What is needed
Print out the entries, word for word.

Data for this exercise
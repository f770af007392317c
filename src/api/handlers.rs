use axum::{Json, extract::State, http::StatusCode};
use std::sync::Arc;
use tracing::error;

use crate::agent::ResearchAgent;
use crate::error::AgentError;

use super::models::{
    ErrorResponse, GraphResponse, HealthResponse, ReadResponse, ResearchResponse, SearchRequest,
    SearchResponse, SummaryResponse, TopicRequest, UrlRequest,
};

type ApiResult<T> = Result<Json<T>, (StatusCode, Json<ErrorResponse>)>;

fn internal_error(op: &str, e: AgentError) -> (StatusCode, Json<ErrorResponse>) {
    error!(op, error = %e, "request failed");
    (
        StatusCode::INTERNAL_SERVER_ERROR,
        Json(ErrorResponse {
            detail: e.to_string(),
        }),
    )
}

pub async fn health_handler() -> Json<HealthResponse> {
    Json(HealthResponse {
        status: "ok".to_string(),
        message: "Web Search Agent API is running".to_string(),
    })
}

pub async fn search_handler(
    State(agent): State<Arc<ResearchAgent>>,
    Json(request): Json<SearchRequest>,
) -> ApiResult<SearchResponse> {
    let result = agent
        .search(&request.query)
        .await
        .map_err(|e| internal_error("search", e))?;
    Ok(Json(SearchResponse { result }))
}

pub async fn read_handler(
    State(agent): State<Arc<ResearchAgent>>,
    Json(request): Json<UrlRequest>,
) -> ApiResult<ReadResponse> {
    let content = agent
        .read(&request.url)
        .await
        .map_err(|e| internal_error("read", e))?;
    Ok(Json(ReadResponse { content }))
}

pub async fn research_handler(
    State(agent): State<Arc<ResearchAgent>>,
    Json(request): Json<TopicRequest>,
) -> ApiResult<ResearchResponse> {
    let report = agent
        .research(&request.topic)
        .await
        .map_err(|e| internal_error("research", e))?;
    Ok(Json(ResearchResponse { report }))
}

pub async fn summarize_handler(
    State(agent): State<Arc<ResearchAgent>>,
    Json(request): Json<UrlRequest>,
) -> ApiResult<SummaryResponse> {
    let summary = agent
        .summarize(&request.url)
        .await
        .map_err(|e| internal_error("summarize", e))?;
    Ok(Json(SummaryResponse { summary }))
}

pub async fn graph_handler(
    State(agent): State<Arc<ResearchAgent>>,
    Json(request): Json<TopicRequest>,
) -> ApiResult<GraphResponse> {
    let graph = agent
        .graph(&request.topic)
        .await
        .map_err(|e| internal_error("graph", e))?;
    Ok(Json(GraphResponse { graph }))
}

Exercise result
repository f770af007392317c
filename src/api/handlers.rs
use axum::{Json, extract::State, http::StatusCode};
use std::sync::Arc;
use tracing::error;

use crate::agent::ResearchAgent;
use crate::error::AgentError;

use super::models::{
    ErrorResponse, GraphResponse, HealthResponse, ReadResponse, ResearchResponse, SearchRequest,
    SearchResponse, SummaryResponse, TopicRequest, UrlRequest,
};

type ApiResult<T> = Result<Json<T>, (StatusCode, Json<ErrorResponse>)>;

fn internal_error(op: &str, e: AgentError) -> (StatusCode, Json<ErrorResponse>) {
    error!(op, error = %e, "request failed");
    (
        StatusCode::INTERNAL_SERVER_ERROR,
        Json(ErrorResponse {
            detail: e.to_string(),
        }),
    )
}

pub async fn health_handler() -> Json<HealthResponse> {
    Json(HealthResponse {
        status: "ok".to_string(),
        message: "Web Search Agent API is running".to_string(),
    })
}

pub async fn search_handler(
    State(agent): State<Arc<ResearchAgent>>,
    Json(request): Json<SearchRequest>,
) -> ApiResult<SearchResponse> {
    let result = agent
        .search(&request.query)
        .await
        .map_err(|e| internal_error("search", e))?;
    Ok(Json(SearchResponse { result }))
}

pub async fn read_handler(
    State(agent): State<Arc<ResearchAgent>>,
    Json(request): Json<UrlRequest>,
) -> ApiResult<ReadResponse> {
    let content = agent
        .read(&request.url)
        .await
        .map_err(|e| internal_error("read", e))?;
    Ok(Json(ReadResponse { content }))
}

pub async fn research_handler(
    State(agent): State<Arc<ResearchAgent>>,
    Json(request): Json<TopicRequest>,
) -> ApiResult<ResearchResponse> {
    let report = agent
        .research(&request.topic)
        .await
        .map_err(|e| internal_error("research", e))?;
    Ok(Json(ResearchResponse { report }))
}

pub async fn summarize_handler(
    State(agent): State<Arc<ResearchAgent>>,
    Json(request): Json<UrlRequest>,
) -> ApiResult<SummaryResponse> {
    let summary = agent
        .summarize(&request.url)
        .await
        .map_err(|e| internal_error("summarize", e))?;
    Ok(Json(SummaryResponse { summary }))
}

pub async fn graph_handler(
    State(agent): State<Arc<ResearchAgent>>,
    Json(request): Json<TopicRequest>,
) -> ApiResult<GraphResponse> {
    let graph = agent
        .graph(&request.topic)
        .await
        .map_err(|e| internal_error("graph", e))?;
    Ok(Json(GraphResponse { graph }))
}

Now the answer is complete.